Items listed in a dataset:
· · · ·

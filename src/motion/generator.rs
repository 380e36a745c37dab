//! Instruction generation from multi-modal input.
//!
//! Runs once per control tick on the UI thread. Exactly one input modality
//! is active at a time (per configuration): a joystick vector, a pair of
//! cursor axes, or discrete arrow keys. Keyboard input is debounced through
//! per-direction press chains so rapid repeated taps scale into a
//! continuous-like magnitude.
//!
//! Transmission is throttled: an instruction is resent only when its
//! variant changes, it drifts past the per-variant tolerance, or the 0.8s
//! heartbeat elapses.

use crate::config::{ControlConfig, RobotGeometry};
use crate::motion::instruction::Instruction;
use std::f32::consts::PI;

/// Heartbeat interval: resend the current instruction at least this often.
pub const HEARTBEAT: f32 = 0.8;

/// Debounce window for keyboard press chains.
pub const CHAIN_TIME: f32 = 0.12;

/// Joystick angle quantization step (15 degrees).
const ANGLE_STEP: f32 = PI / 12.0;

/// Inputs below this are treated as a zeroed axis.
const AXIS_EPSILON: f32 = 1e-4;

/// Discrete drive keys.
#[derive(Debug, Clone, Copy, PartialEq, Eq)]
pub enum DriveKey {
    Forward,
    Backward,
    Right,
    Left,
}

/// One control tick's worth of input.
#[derive(Debug, Clone, Copy, PartialEq)]
pub enum InputSample {
    /// Joystick vector: angle in radians from the lateral axis (π/2 is
    /// straight ahead), magnitude in [0, 1]. The angle is quantized to
    /// 15° steps before mapping.
    Joystick { angle: f32, magnitude: f32 },
    /// Two independent normalized axes in [-1, 1].
    Cursors { forward: f32, steer: f32 },
    /// Keyboard state; magnitudes come from the press chains fed through
    /// [`InstructionGenerator::key_event`].
    Keys,
}

/// Debounced repeated-press counter for one key.
#[derive(Debug, Clone, Copy, Default)]
struct ChainState {
    chain: u32,
    last_chain: u32,
    timer: f32,
}

impl ChainState {
    fn tick(&mut self, dt: f32) {
        if self.timer > 0.0 {
            self.timer = (self.timer - dt).max(0.0);
        }
    }

    fn press(&mut self, max_chain: u32) {
        if self.timer > 0.0 {
            self.chain = (self.last_chain + 1).min(max_chain);
        } else {
            self.chain = 1;
        }
    }

    fn release(&mut self) {
        self.last_chain = self.chain;
        self.chain = 0;
        self.timer = CHAIN_TIME;
    }
}

/// Maps input samples to drive instructions with change-detection
/// throttled transmission.
#[derive(Debug, Clone)]
pub struct InstructionGenerator {
    config: ControlConfig,
    geometry: RobotGeometry,
    forward: ChainState,
    backward: ChainState,
    right: ChainState,
    left: ChainState,
    current: Instruction,
    last_sent: Instruction,
    send_timer: f32,
}

impl InstructionGenerator {
    /// New generator with no send history.
    pub fn new(config: ControlConfig, geometry: RobotGeometry) -> Self {
        Self {
            config,
            geometry,
            forward: ChainState::default(),
            backward: ChainState::default(),
            right: ChainState::default(),
            left: ChainState::default(),
            current: Instruction::Nothing,
            last_sent: Instruction::Nothing,
            send_timer: 0.0,
        }
    }

    /// Forget send history and chain state (session reset).
    pub fn reset(&mut self) {
        self.forward = ChainState::default();
        self.backward = ChainState::default();
        self.right = ChainState::default();
        self.left = ChainState::default();
        self.current = Instruction::Nothing;
        self.last_sent = Instruction::Nothing;
        self.send_timer = 0.0;
    }

    /// Feed a key press or release into the chain tracker.
    pub fn key_event(&mut self, key: DriveKey, pressed: bool) {
        let chain = match key {
            DriveKey::Forward => &mut self.forward,
            DriveKey::Backward => &mut self.backward,
            DriveKey::Right => &mut self.right,
            DriveKey::Left => &mut self.left,
        };
        if pressed {
            chain.press(self.config.max_key_chain);
        } else {
            chain.release();
        }
    }

    /// Instruction produced by the most recent tick.
    pub fn current(&self) -> Instruction {
        self.current
    }

    /// Advance one control tick. Returns the instruction to transmit, or
    /// `None` when throttling suppresses the send.
    pub fn tick(&mut self, input: &InputSample, dt: f32) -> Option<Instruction> {
        self.forward.tick(dt);
        self.backward.tick(dt);
        self.right.tick(dt);
        self.left.tick(dt);
        self.send_timer += dt;

        let (mut x, mut y, norm) = self.axes(input);

        if !self.config.move_combination {
            // Forced single-axis: keep the dominant one.
            if x.abs() >= y.abs() {
                y = 0.0;
            } else {
                x = 0.0;
            }
        }
        if x != 0.0 || y != 0.0 {
            let sum = x.abs() + y.abs();
            x /= sum;
            y /= sum;
        }
        if self.config.speed_changes {
            x *= norm;
            y *= norm;
        }

        self.current = self.map_axes(x, y);

        if self.send_timer > HEARTBEAT || !self.current.almost_eq(&self.last_sent) {
            self.send_timer = 0.0;
            self.last_sent = self.current;
            Some(self.current)
        } else {
            None
        }
    }

    /// Raw (forward, turn, norm) axes for the active modality.
    fn axes(&self, input: &InputSample) -> (f32, f32, f32) {
        match *input {
            InputSample::Joystick { angle, magnitude } => {
                let quantized = (angle / ANGLE_STEP).round() * ANGLE_STEP;
                (quantized.sin(), quantized.cos(), magnitude)
            }
            InputSample::Cursors { forward, steer } => {
                (forward, steer, forward.abs().max(steer.abs()))
            }
            InputSample::Keys => {
                let x = self.forward.chain as f32 - self.backward.chain as f32;
                let y = self.right.chain as f32 - self.left.chain as f32;
                let norm = x.abs().max(y.abs()) / self.config.max_key_chain as f32;
                (x, y, norm)
            }
        }
    }

    /// Map a normalized axis pair to an instruction. Pure-x drives
    /// straight, pure-y turns in place, anything else mixes wheels.
    fn map_axes(&self, x: f32, y: f32) -> Instruction {
        if x == 0.0 && y == 0.0 {
            return Instruction::Nothing;
        }
        // Full input spins the wheels at `speed` revolutions per second.
        let linear = self.config.speed * PI * self.geometry.wheel_diameter;
        if y.abs() < AXIS_EPSILON {
            if x > 0.0 {
                Instruction::Forward(x * linear)
            } else {
                Instruction::Backward(-x * linear)
            }
        } else if x.abs() < AXIS_EPSILON {
            let angular =
                360.0 * self.config.speed * self.geometry.wheel_diameter / self.geometry.wheel_base;
            if y > 0.0 {
                Instruction::Right(y * angular)
            } else {
                Instruction::Left(-y * angular)
            }
        } else {
            Instruction::Combine((x + y) * linear, (x - y) * linear)
        }
    }
}
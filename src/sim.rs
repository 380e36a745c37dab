//! Offline robot simulator for demo mode.
//!
//! Produces the same telemetry a real robot would: a scripted drive plan
//! feeds the dead-reckoning estimator, and a map synthesizer invents
//! plausible occupancy readings along the path and serializes them in the
//! wire record format. Lets the whole pipeline run without hardware.

use crate::error::Result;
use crate::map::{OccupancyGrid, UNOBSERVED};
use crate::motion::Instruction;
use rand::Rng;
use std::collections::VecDeque;

/// Occupancy assigned to a cell with no observed neighbors.
const BASELINE_OCCUPANCY: f32 = 0.5;
/// Random spread around the neighborhood mean.
const NOISE_AMPLITUDE: f32 = 0.15;

/// A queued sequence of timed drive segments.
///
/// Each segment is an instruction held for a duration; `progress`
/// consumes time and reports the instruction currently in effect.
pub struct ScriptedDrive {
    segments: VecDeque<(Instruction, f32)>,
}

impl ScriptedDrive {
    pub fn new() -> Self {
        Self {
            segments: VecDeque::new(),
        }
    }

    /// A square-ish loop that exercises straight runs and turns.
    pub fn demo_loop(speed: f32) -> Self {
        let mut drive = Self::new();
        for _ in 0..4 {
            drive.forward(speed * 20.0, 3.0);
            drive.pause(0.5);
            drive.turn(90.0, 1.0);
        }
        drive.pause(1.0);
        drive
    }

    pub fn forward(&mut self, speed: f32, duration: f32) -> &mut Self {
        self.segments
            .push_back((Instruction::Forward(speed), duration));
        self
    }

    pub fn backward(&mut self, speed: f32, duration: f32) -> &mut Self {
        self.segments
            .push_back((Instruction::Backward(speed), duration));
        self
    }

    /// Turn clockwise through `degrees` over `duration` seconds.
    pub fn turn(&mut self, degrees: f32, duration: f32) -> &mut Self {
        self.segments
            .push_back((Instruction::Right(degrees / duration), duration));
        self
    }

    pub fn pause(&mut self, duration: f32) -> &mut Self {
        self.segments.push_back((Instruction::Nothing, duration));
        self
    }

    /// Advance the script by `dt` seconds and return the instruction in
    /// effect, or `None` once the script is exhausted.
    pub fn progress(&mut self, dt: f32) -> Option<Instruction> {
        let (instruction, remaining) = self.segments.front_mut()?;
        let current = *instruction;
        *remaining -= dt;
        if *remaining <= 0.0 {
            self.segments.pop_front();
        }
        Some(current)
    }

    pub fn is_finished(&self) -> bool {
        self.segments.is_empty()
    }
}

impl Default for ScriptedDrive {
    fn default() -> Self {
        Self::new()
    }
}

/// Invents occupancy readings along the simulated path.
///
/// Every observation lands in the grid cell under the sensor; new cells
/// take the mean of their observed 4-neighborhood plus noise, so the
/// synthetic map has smooth local structure instead of white noise.
pub struct MapSynthesizer {
    grid: OccupancyGrid,
    cell_pitch: f32,
}

impl MapSynthesizer {
    pub fn new(cell_pitch: f32) -> Self {
        Self {
            grid: OccupancyGrid::new(),
            cell_pitch,
        }
    }

    /// Record an observation at the sensor's world position, growing the
    /// grid when the position falls outside it.
    pub fn observe<R: Rng>(&mut self, sensor_x: f32, sensor_y: f32, rng: &mut R) {
        let (origin_row, origin_col) = self.grid.origin();
        let row = (sensor_x / self.cell_pitch + 0.5).floor() as i64 + origin_row as i64;
        let col = (sensor_y / self.cell_pitch + 0.5).floor() as i64 + origin_col as i64;
        let (r, c) = self.grid.ensure_contains(row, col);
        if self.grid.get(r, c) != UNOBSERVED {
            return;
        }
        let mean = self.neighborhood_mean(r as i64, c as i64);
        let value = (mean + rng.gen_range(-NOISE_AMPLITUDE..=NOISE_AMPLITUDE)).clamp(0.0, 1.0);
        self.grid.set(r, c, value);
    }

    fn neighborhood_mean(&self, row: i64, col: i64) -> f32 {
        let mut sum = 0.0;
        let mut count = 0u32;
        for (dr, dc) in [(-1i64, 0i64), (1, 0), (0, -1), (0, 1)] {
            if self.grid.is_observed(row + dr, col + dc) {
                sum += self.grid.get((row + dr) as usize, (col + dc) as usize);
                count += 1;
            }
        }
        if count == 0 {
            BASELINE_OCCUPANCY
        } else {
            sum / count as f32
        }
    }

    pub fn grid(&self) -> &OccupancyGrid {
        &self.grid
    }

    /// Serialize the current state in the map record wire format.
    pub fn record_text(&self, sensor_x: f32, sensor_y: f32, orientation: f32) -> Result<String> {
        let (origin_row, origin_col) = self.grid.origin();
        let array = serde_json::to_string(&self.grid.to_rows())?;
        Ok(format!(
            "{};{};{};{};{};{}",
            sensor_x, sensor_y, orientation, origin_row, origin_col, array
        ))
    }
}

#[cfg(test)]
mod tests {
    use super::*;
    use crate::map::MapRecord;
    use rand::rngs::StdRng;
    use rand::SeedableRng;

    #[test]
    fn script_runs_segments_in_order() {
        let mut drive = ScriptedDrive::new();
        drive.forward(10.0, 1.0).pause(0.5);
        assert_eq!(drive.progress(0.6), Some(Instruction::Forward(10.0)));
        assert_eq!(drive.progress(0.6), Some(Instruction::Forward(10.0)));
        assert_eq!(drive.progress(0.6), Some(Instruction::Nothing));
        assert_eq!(drive.progress(0.6), None);
        assert!(drive.is_finished());
    }

    #[test]
    fn first_observation_lands_near_baseline() {
        let mut rng = StdRng::seed_from_u64(7);
        let mut synth = MapSynthesizer::new(10.0);
        synth.observe(0.0, 0.0, &mut rng);
        let value = synth.grid().get(0, 0);
        assert!(value >= BASELINE_OCCUPANCY - NOISE_AMPLITUDE);
        assert!(value <= BASELINE_OCCUPANCY + NOISE_AMPLITUDE);
    }

    #[test]
    fn observations_grow_the_grid_behind_origin() {
        let mut rng = StdRng::seed_from_u64(7);
        let mut synth = MapSynthesizer::new(10.0);
        synth.observe(0.0, 0.0, &mut rng);
        synth.observe(-20.0, 0.0, &mut rng);
        assert_eq!(synth.grid().rows(), 3);
        let (origin_row, origin_col) = synth.grid().origin();
        assert_eq!((origin_row, origin_col), (2, 0));
    }

    #[test]
    fn record_text_round_trips_through_parser() {
        let mut rng = StdRng::seed_from_u64(7);
        let mut synth = MapSynthesizer::new(10.0);
        synth.observe(0.0, 0.0, &mut rng);
        synth.observe(10.0, 0.0, &mut rng);
        let text = synth.record_text(12.0, 3.0, 0.5).unwrap();
        let record = MapRecord::parse(&text, 0.0).unwrap();
        assert_eq!(record.grid.rows(), synth.grid().rows());
        assert_eq!(record.grid.origin(), synth.grid().origin());
    }
}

· · · ·

What is needed is a count of the lines in the data that contain the word "Nothing"; please give it and no other words.

7